Workers don’t see the risk and therefore don’t care
Many workers feel pressured to do more with less. They’ve got a pile of tasks—many which feel tedious and not particularly important—and suddenly this AI Cowork thing shows up that can knock them out faster. Why would they be worried about risk? This isn’t some weird AI in the cloud, Claude Cowork lives on their computer, works with their files, and operates in their browser. It feels personal, safe, and contained. This is local. It’s theirs!
Whenever IT releases a policy memo saying workers shouldn’t use unapproved AI tools, it feels abstract and overly cautious. Workers just don’t see the actual risk (an automated AI agent with a worker’s permissions operating semi-autonomously across enterprise systems).

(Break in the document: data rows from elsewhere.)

//! Scripted in-memory `WmsService`.

use std::collections::{HashSet, VecDeque};
use std::sync::Mutex;

use async_trait::async_trait;
use wms_common::{LayerId, WmsError, WmsResult};
use wms_protocol::{Capabilities, GetMapRequest, WmsService, WmsVersion};

use crate::fixtures;

/// A `WmsService` that answers from memory and records every GetMap request.
///
/// GetMap resolution order:
/// 1. queued failures from [`FakeWmsService::fail_next`],
/// 2. a `ServiceException` when the request carries a time for a layer
///    registered with [`FakeWmsService::reject_time_for`],
/// 3. otherwise the URL the HTTP client would have requested.
pub struct FakeWmsService {
    capabilities: Capabilities,
    base_url: String,
    queued_failures: Mutex<VecDeque<WmsError>>,
    time_rejecting: Mutex<HashSet<LayerId>>,
    requests: Mutex<Vec<GetMapRequest>>,
}

impl FakeWmsService {
    pub fn new(capabilities: Capabilities) -> Self {
        Self {
            capabilities,
            base_url: fixtures::BASE_URL.to_string(),
            queued_failures: Mutex::new(VecDeque::new()),
            time_rejecting: Mutex::new(HashSet::new()),
            requests: Mutex::new(Vec::new()),
        }
    }

    /// Fake serving the fixture capabilities document.
    pub fn with_fixture() -> Self {
        Self::new(fixtures::capabilities())
    }

    /// Make the next GetMap call fail with `error`.
    pub fn fail_next(&self, error: WmsError) {
        self.queued_failures.lock().unwrap().push_back(error);
    }

    /// Reject GetMap requests for `layer` whenever they carry a time.
    pub fn reject_time_for(&self, layer: &str) {
        self.time_rejecting.lock().unwrap().insert(LayerId::new(layer));
    }

    /// GetMap requests received so far.
    pub fn requests(&self) -> Vec<GetMapRequest> {
        self.requests.lock().unwrap().clone()
    }

    pub fn request_count(&self) -> usize {
        self.requests.lock().unwrap().len()
    }

    pub fn clear_requests(&self) {
        self.requests.lock().unwrap().clear();
    }
}

#[async_trait]
impl WmsService for FakeWmsService {
    async fn get_capabilities(&self) -> WmsResult<Capabilities> {
        Ok(self.capabilities.clone())
    }

    async fn get_map(&self, request: &GetMapRequest) -> WmsResult<String> {
        self.requests.lock().unwrap().push(request.clone());

        if let Some(error) = self.queued_failures.lock().unwrap().pop_front() {
            return Err(error);
        }

        let rejects_time = self.time_rejecting.lock().unwrap().contains(&request.layer);
        if rejects_time && request.time.is_some() {
            return Err(WmsError::ServiceException {
                code: Some("InvalidDimensionValue".to_string()),
                message: format!("Layer {} has no time dimension", request.layer),
            });
        }

        request.to_url(&self.base_url, WmsVersion::V1_1_1)
    }
}

#[cfg(test)]
mod tests {
    use super::*;
    use wms_common::BoundingBox;

    #[tokio::test]
    async fn test_scripted_outcomes() {
        let fake = FakeWmsService::with_fixture();
        fake.reject_time_for(fixtures::layers::COASTLINES);
        fake.fail_next(WmsError::Transport("boom".to_string()));

        let request = GetMapRequest::new(
            LayerId::new(fixtures::layers::COASTLINES),
            BoundingBox::GLOBAL_REQUEST,
        );

        assert!(matches!(
            fake.get_map(&request).await,
            Err(WmsError::Transport(_))
        ));
        assert!(fake.get_map(&request).await.is_ok());
        assert!(matches!(
            fake.get_map(&request.clone().with_time(Some("2020-01-01T00:00:00Z"))).await,
            Err(WmsError::ServiceException { .. })
        ));
        assert_eq!(fake.request_count(), 3);
    }

    #[tokio::test]
    async fn test_fixture_capabilities() {
        let fake = FakeWmsService::with_fixture();
        let caps = fake.get_capabilities().await.unwrap();
        assert_eq!(caps.len(), 8);
    }
}
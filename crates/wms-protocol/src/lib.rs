//! OGC WMS client-side protocol support.
//!
//! Supports:
//! - GetCapabilities parsing for WMS 1.1.1 and 1.3.0
//! - GetMap request construction (KVP binding)
//! - Service exception reports

pub mod capabilities;
pub mod client;
pub mod exceptions;
pub mod getmap;

pub use capabilities::{parse_capabilities, Capabilities};
pub use client::{HttpWmsClient, WmsService};
pub use exceptions::parse_exception_report;
pub use getmap::{capabilities_url, GetMapRequest, WmsVersion};
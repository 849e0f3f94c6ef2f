//! Two-level product / sub-layer index over the layer names a service offers.

use std::collections::BTreeMap;

use serde::Serialize;
use tracing::debug;

use wms_common::LayerId;

/// Product bucket for layer names without a usable `_` split.
pub const MISCELLANEOUS: &str = "Miscellaneous";

/// Layer names grouped by the text before their first `_`.
///
/// `MODIS_Terra_CorrectedReflectance_TrueColor` becomes product `MODIS` with
/// sub-layer `Terra_CorrectedReflectance_TrueColor`. Names without an `_`, or
/// with nothing before or after the first one, go to [`MISCELLANEOUS`] under
/// their full name. Only non-empty products exist;
/// products and sub-layers iterate in lexicographic order.
#[derive(Debug, Clone, Default)]
pub struct CatalogIndex {
    products: BTreeMap<String, BTreeMap<String, LayerId>>,
}

/// One product with its sub-layers, as offered to a product selector.
#[derive(Debug, Clone, PartialEq, Eq, Serialize)]
pub struct CatalogEntry {
    pub product: String,
    pub sublayers: Vec<String>,
}

impl CatalogIndex {
    pub fn build<'a>(layer_ids: impl IntoIterator<Item = &'a LayerId>) -> Self {
        let mut products: BTreeMap<String, BTreeMap<String, LayerId>> = BTreeMap::new();

        for id in layer_ids {
            let (product, sublayer) = match id.split_product() {
                // A literal "Miscellaneous_" prefix keeps its full name so it
                // cannot collide with an un-prefixed layer of the same suffix.
                Some((MISCELLANEOUS, _)) => (MISCELLANEOUS, id.as_str()),
                Some((product, sublayer)) => (product, sublayer),
                None => (MISCELLANEOUS, id.as_str()),
            };
            products
                .entry(product.to_string())
                .or_default()
                .insert(sublayer.to_string(), id.clone());
        }

        debug!(products = products.len(), "Built catalog index");
        Self { products }
    }

    /// Product keys, sorted.
    pub fn products(&self) -> Vec<&str> {
        self.products.keys().map(String::as_str).collect()
    }

    /// Sub-layer keys of `product`, sorted; empty for an unknown product.
    pub fn sublayers(&self, product: &str) -> Vec<&str> {
        self.products
            .get(product)
            .map(|subs| subs.keys().map(String::as_str).collect())
            .unwrap_or_default()
    }

    pub fn contains_product(&self, product: &str) -> bool {
        self.products.contains_key(product)
    }

    /// Full layer name for a product / sub-layer pair.
    pub fn layer_id(&self, product: &str, sublayer: &str) -> Option<&LayerId> {
        self.products.get(product)?.get(sublayer)
    }

    /// Total number of indexed layers.
    pub fn len(&self) -> usize {
        self.products.values().map(BTreeMap::len).sum()
    }

    pub fn is_empty(&self) -> bool {
        self.products.is_empty()
    }

    pub fn entries(&self) -> Vec<CatalogEntry> {
        self.products
            .iter()
            .map(|(product, subs)| CatalogEntry {
                product: product.clone(),
                sublayers: subs.keys().cloned().collect(),
            })
            .collect()
    }
}
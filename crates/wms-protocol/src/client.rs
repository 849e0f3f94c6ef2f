//! Client side of the WMS: the `WmsService` seam and its HTTP implementation.

use std::time::Duration;

use async_trait::async_trait;
use reqwest::{header, Client, Response};
use tracing::{debug, info, instrument, warn};

use wms_common::{WmsError, WmsResult};

use crate::capabilities::{parse_capabilities, Capabilities};
use crate::exceptions::parse_exception_report;
use crate::getmap::{capabilities_url, GetMapRequest, WmsVersion};

/// Operations the explorer needs from a remote map service.
#[async_trait]
pub trait WmsService: Send + Sync {
    /// Fetch and parse the capabilities document.
    async fn get_capabilities(&self) -> WmsResult<Capabilities>;

    /// Issue a GetMap request and return the fully resolved request URL.
    ///
    /// Fails if the service rejects the request or does not answer with an image.
    async fn get_map(&self, request: &GetMapRequest) -> WmsResult<String>;
}

/// `reqwest`-backed WMS client.
pub struct HttpWmsClient {
    client: Client,
    base_url: String,
    version: WmsVersion,
}

impl HttpWmsClient {
    /// Create a client for `base_url`. No request timeout is applied unless given.
    pub fn new(
        base_url: impl Into<String>,
        version: WmsVersion,
        timeout: Option<Duration>,
    ) -> WmsResult<Self> {
        let mut builder = Client::builder();
        if let Some(timeout) = timeout {
            builder = builder.timeout(timeout);
        }
        let client = builder
            .build()
            .map_err(|e| WmsError::InternalError(format!("Failed to create HTTP client: {}", e)))?;

        Ok(Self {
            client,
            base_url: base_url.into(),
            version,
        })
    }

    async fn send(&self, url: &str) -> WmsResult<Response> {
        self.client
            .get(url)
            .send()
            .await
            .map_err(|e| WmsError::Transport(e.to_string()))
    }
}

#[async_trait]
impl WmsService for HttpWmsClient {
    #[instrument(skip(self), fields(base_url = %self.base_url, version = self.version.as_str()))]
    async fn get_capabilities(&self) -> WmsResult<Capabilities> {
        let url = capabilities_url(&self.base_url, self.version)?;
        debug!(url = %url, "Requesting capabilities");

        let response = self.send(&url).await?;
        let status = response.status();
        let body = response
            .text()
            .await
            .map_err(|e| WmsError::Transport(e.to_string()))?;

        if !status.is_success() {
            return Err(parse_exception_report(&body).unwrap_or(WmsError::HttpStatus(status.as_u16())));
        }

        let capabilities = parse_capabilities(&body)?;
        info!(layers = capabilities.len(), "Loaded capabilities");
        Ok(capabilities)
    }

    #[instrument(skip(self, request), fields(layer = %request.layer, time = ?request.time))]
    async fn get_map(&self, request: &GetMapRequest) -> WmsResult<String> {
        let url = request.to_url(&self.base_url, self.version)?;
        debug!(url = %url, "Requesting map");

        let response = self.send(&url).await?;
        let status = response.status();
        let resolved = response.url().to_string();
        let content_type = response
            .headers()
            .get(header::CONTENT_TYPE)
            .and_then(|v| v.to_str().ok())
            .unwrap_or_default()
            .to_ascii_lowercase();

        // Exception reports come back as XML, sometimes with a 200 status.
        if !status.is_success() || content_type.contains("xml") {
            let body = response.text().await.unwrap_or_default();
            let error = parse_exception_report(&body).unwrap_or_else(|| {
                if status.is_success() {
                    WmsError::ServiceException {
                        code: None,
                        message: format!("unexpected response content type '{}'", content_type),
                    }
                } else {
                    WmsError::HttpStatus(status.as_u16())
                }
            });
            warn!(status = status.as_u16(), error = %error, "GetMap failed");
            return Err(error);
        }

        Ok(resolved)
    }
}
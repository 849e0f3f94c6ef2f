//! Error types for the layer explorer.

use thiserror::Error;

/// Result type alias using WmsError.
pub type WmsResult<T> = Result<T, WmsError>;

/// Primary error type for explorer operations.
#[derive(Debug, Error)]
pub enum WmsError {
    // === Selection Errors ===
    #[error("Unknown product: {0}")]
    UnknownProduct(String),

    #[error("Layer not found: {0}")]
    LayerNotFound(String),

    #[error("Time value not offered for this layer: {0}")]
    InvalidTime(String),

    // === Catalog Errors ===
    #[error("Malformed time dimension '{encoding}': {message}")]
    TimeEncoding { encoding: String, message: String },

    #[error("Failed to parse capabilities: {0}")]
    CapabilitiesParse(String),

    // === Remote Service Errors ===
    #[error("Service exception{}: {message}", exception_code_suffix(.code))]
    ServiceException {
        code: Option<String>,
        message: String,
    },

    #[error("Remote service returned HTTP {0}")]
    HttpStatus(u16),

    #[error("Request to remote service failed: {0}")]
    Transport(String),

    #[error("Invalid URL: {0}")]
    InvalidUrl(String),

    // === Templating Errors ===
    #[error("BBOX literal '{literal}' for {placeholder} not found in resolved URL")]
    UnplacedBboxLiteral {
        placeholder: &'static str,
        literal: String,
    },

    // === Infrastructure Errors ===
    #[error("Internal error: {0}")]
    InternalError(String),
}

fn exception_code_suffix(code: &Option<String>) -> String {
    code.as_deref()
        .map(|c| format!(" ({})", c))
        .unwrap_or_default()
}

impl WmsError {
    /// Whether the remote service understood the request and refused it.
    /// Transport errors and 5xx responses are not rejections.
    pub fn is_request_rejection(&self) -> bool {
        match self {
            WmsError::ServiceException { .. } => true,
            WmsError::HttpStatus(status) => (400..500).contains(status),
            _ => false,
        }
    }

    /// Get the HTTP status code the session host answers with.
    pub fn http_status_code(&self) -> u16 {
        match self {
            WmsError::UnknownProduct(_) | WmsError::InvalidTime(_) => 400,

            WmsError::LayerNotFound(_) => 404,

            WmsError::TimeEncoding { .. } | WmsError::UnplacedBboxLiteral { .. } => 422,

            WmsError::ServiceException { .. }
            | WmsError::HttpStatus(_)
            | WmsError::Transport(_)
            | WmsError::CapabilitiesParse(_) => 502,

            _ => 500,
        }
    }
}

#[cfg(test)]
mod tests {
    use super::*;

    #[test]
    fn test_rejection_classification() {
        assert!(WmsError::ServiceException {
            code: Some("InvalidDimensionValue".to_string()),
            message: "bad time".to_string(),
        }
        .is_request_rejection());
        assert!(WmsError::HttpStatus(400).is_request_rejection());
        assert!(!WmsError::HttpStatus(503).is_request_rejection());
        assert!(!WmsError::Transport("connection reset".to_string()).is_request_rejection());
    }

    #[test]
    fn test_http_status_mapping() {
        assert_eq!(WmsError::UnknownProduct("X".to_string()).http_status_code(), 400);
        assert_eq!(WmsError::InvalidTime("N/A".to_string()).http_status_code(), 400);
        assert_eq!(WmsError::LayerNotFound("X/Y".to_string()).http_status_code(), 404);
        assert_eq!(WmsError::HttpStatus(503).http_status_code(), 502);
        assert_eq!(WmsError::InternalError("x".to_string()).http_status_code(), 500);
    }

    #[test]
    fn test_service_exception_display() {
        let err = WmsError::ServiceException {
            code: Some("LayerNotDefined".to_string()),
            message: "no such layer".to_string(),
        };
        assert_eq!(err.to_string(), "Service exception (LayerNotDefined): no such layer");

        let err = WmsError::ServiceException {
            code: None,
            message: "oops".to_string(),
        };
        assert_eq!(err.to_string(), "Service exception: oops");
    }
}
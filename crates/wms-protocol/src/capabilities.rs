//! WMS GetCapabilities document parsing (1.1.1 and 1.3.0).

use std::collections::BTreeMap;

use quick_xml::events::{BytesStart, Event};
use quick_xml::Reader;
use serde::{Deserialize, Serialize};

use wms_common::{LayerId, LayerInfo, LayerStyle, WmsError, WmsResult};

/// The parts of a capabilities document the explorer uses.
#[derive(Debug, Clone, Default, Serialize, Deserialize)]
pub struct Capabilities {
    /// Service title
    pub title: Option<String>,
    /// Named layers keyed by layer name
    pub layers: BTreeMap<LayerId, LayerInfo>,
}

impl Capabilities {
    pub fn layer(&self, id: &LayerId) -> Option<&LayerInfo> {
        self.layers.get(id)
    }

    /// All named layers, sorted.
    pub fn layer_ids(&self) -> impl Iterator<Item = &LayerId> {
        self.layers.keys()
    }

    pub fn len(&self) -> usize {
        self.layers.len()
    }

    pub fn is_empty(&self) -> bool {
        self.layers.is_empty()
    }
}

impl FromIterator<LayerInfo> for Capabilities {
    fn from_iter<I: IntoIterator<Item = LayerInfo>>(iter: I) -> Self {
        Self {
            title: None,
            layers: iter.into_iter().map(|l| (l.name.clone(), l)).collect(),
        }
    }
}

/// Parse a GetCapabilities XML document.
///
/// Only named layers are kept. Time positions come from a `Dimension` or
/// `Extent` element named `time` (case-insensitive); whichever carries values
/// first wins. Legends come from `Style/LegendURL/OnlineResource@xlink:href`.
pub fn parse_capabilities(xml: &str) -> WmsResult<Capabilities> {
    let mut reader = Reader::from_str(xml);
    reader.trim_text(true);

    let mut buf = Vec::new();
    let mut path: Vec<String> = Vec::new();
    let mut layer_stack: Vec<LayerInfo> = Vec::new();
    let mut current_style: Option<LayerStyle> = None;
    let mut capture_time = false;
    let mut text = String::new();
    let mut capabilities = Capabilities::default();

    loop {
        match reader.read_event_into(&mut buf) {
            Ok(Event::Start(e)) => {
                let name = local_name(&e);
                match name.as_str() {
                    "Layer" => layer_stack.push(LayerInfo::default()),
                    "Style" if !layer_stack.is_empty() => {
                        current_style = Some(LayerStyle::default());
                    }
                    "Dimension" | "Extent" if !layer_stack.is_empty() => {
                        capture_time = is_time_dimension(&e);
                    }
                    "OnlineResource" => read_legend_href(&e, &path, &mut current_style),
                    _ => {}
                }
                path.push(name);
                text.clear();
            }
            Ok(Event::Empty(e)) => {
                if local_name(&e) == "OnlineResource" {
                    read_legend_href(&e, &path, &mut current_style);
                }
            }
            Ok(Event::Text(t)) => {
                let unescaped = t.unescape().map_err(|e| xml_error(&reader, e))?;
                text.push_str(&unescaped);
            }
            Ok(Event::CData(c)) => {
                text.push_str(&String::from_utf8_lossy(&c));
            }
            Ok(Event::End(_)) if !path.is_empty() => {
                let name = path.pop().unwrap_or_default();
                let parent = path.last().map(String::as_str);
                let value = text.trim().to_string();
                text.clear();

                match (name.as_str(), parent) {
                    ("Title", Some("Service")) => capabilities.title = Some(value),
                    ("Name", Some("Layer")) => {
                        if let Some(layer) = layer_stack.last_mut() {
                            layer.name = LayerId::new(value);
                        }
                    }
                    ("Title", Some("Layer")) => {
                        if let Some(layer) = layer_stack.last_mut() {
                            layer.title = value;
                        }
                    }
                    ("Abstract", Some("Layer")) => {
                        if let Some(layer) = layer_stack.last_mut() {
                            layer.description = (!value.is_empty()).then_some(value);
                        }
                    }
                    ("Name", Some("Style")) => {
                        if let Some(style) = current_style.as_mut() {
                            style.name = value;
                        }
                    }
                    ("Title", Some("Style")) => {
                        if let Some(style) = current_style.as_mut() {
                            style.title = Some(value);
                        }
                    }
                    ("Dimension" | "Extent", _) if capture_time => {
                        capture_time = false;
                        if let Some(layer) = layer_stack.last_mut() {
                            if layer.time_positions.is_empty() {
                                layer.time_positions = split_positions(&value);
                            }
                        }
                    }
                    ("Style", _) => {
                        if let (Some(style), Some(layer)) =
                            (current_style.take(), layer_stack.last_mut())
                        {
                            layer.styles.push(style);
                        }
                    }
                    ("Layer", _) => {
                        if let Some(layer) = layer_stack.pop() {
                            if !layer.name.as_str().is_empty() {
                                capabilities.layers.insert(layer.name.clone(), layer);
                            }
                        }
                    }
                    _ => {}
                }
            }
            Ok(Event::Eof) => break,
            Err(e) => return Err(xml_error(&reader, e)),
            _ => {}
        }
        buf.clear();
    }

    Ok(capabilities)
}

fn local_name(e: &BytesStart<'_>) -> String {
    String::from_utf8_lossy(e.local_name().as_ref()).into_owned()
}

fn is_time_dimension(e: &BytesStart<'_>) -> bool {
    e.attributes().flatten().any(|attr| {
        attr.key.as_ref() == b"name"
            && String::from_utf8_lossy(&attr.value).eq_ignore_ascii_case("time")
    })
}

/// Record the legend link when `OnlineResource` sits inside `Style/LegendURL`.
fn read_legend_href(e: &BytesStart<'_>, path: &[String], style: &mut Option<LayerStyle>) {
    let in_legend = matches!(
        path,
        [.., parent, last] if parent == "Style" && last == "LegendURL"
    );
    let Some(style) = style.as_mut().filter(|_| in_legend) else {
        return;
    };

    style.legend_url = e
        .attributes()
        .flatten()
        .find(|attr| attr.key.local_name().as_ref() == b"href")
        .and_then(|attr| attr.unescape_value().ok().map(|v| v.into_owned()));
}

fn split_positions(value: &str) -> Vec<String> {
    value
        .split(',')
        .map(|s| s.trim().to_string())
        .filter(|s| !s.is_empty())
        .collect()
}

fn xml_error(reader: &Reader<&[u8]>, e: quick_xml::Error) -> WmsError {
    WmsError::CapabilitiesParse(format!(
        "XML parsing error at position {}: {:?}",
        reader.buffer_position(),
        e
    ))
}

Even the warnings from Anthropic in the Cowork product itself (there are lots!) don’t really land with workers. After all, AI apps have been warning users for years that AI can make mistakes, and so far, it’s been fine. These warnings are now so pervasive that they’re not even noticed anymore, so why should a worker think Claude Cowork is any different or riskier?
Can’t IT just monitor things better?
Security tools that “watch everything the worker does” exist. When AI is that worker, everyone welcomes that level of monitoring. Go ahead and record the screen, log every action, and review every output. That feels appropriate for AI workers.
But when humans are the worker, those same monitoring tools cause revolts. (Remember the backlash from Microsoft Recall before it even went live?) Workers don’t want their employer watching every keystroke and mouse click.
So what happens with something like Claude Cowork, where a human worker and AI worker operate in the same workspace? How do you know what’s human activity or AI activity? When do you enable the invasive monitoring and when do you back off? How do you tell the difference between a human making a mistake and an AI making a mistake on a human’s behalf?
IT departments aren’t set up for this. They’ve been getting away with thinking “AI worker security is somewhere way down the road.” Claude Cowork shows that these are conversations we need to start having today.
This has to be solved at the workspace, not the AI model
If the risk was “LLM data leakage into training sets,” the solution would be better model training policies and data handling. That would be easy, as we could tell Anthropic, OpenAI, Microsoft, and/or Google to “be better” and we’re done.
But since the actual risk is “AI agents executing actions in the work context”, that’s a workspace governance problem. That solution involves visibility into what agents are doing, what systems they’re touching, and what actions they’re taking on behalf of workers.
This is why I’ve been writing about the workspace as the control plane. When AI operates everywhere (inside apps, inside browsers, inside the OS, inside standalone tools, just generally on the inside), the governance boundary has to be the workspace itself.
This isn’t about blocking AI tools or forcing workers onto inferior “approved” alternatives. It’s about securing the space where AI and humans work together, regardless of which AI they’re using or how they’re using it. This is absolutely a solvable problem, but with a different solution than how we’ve solved IT security in the past.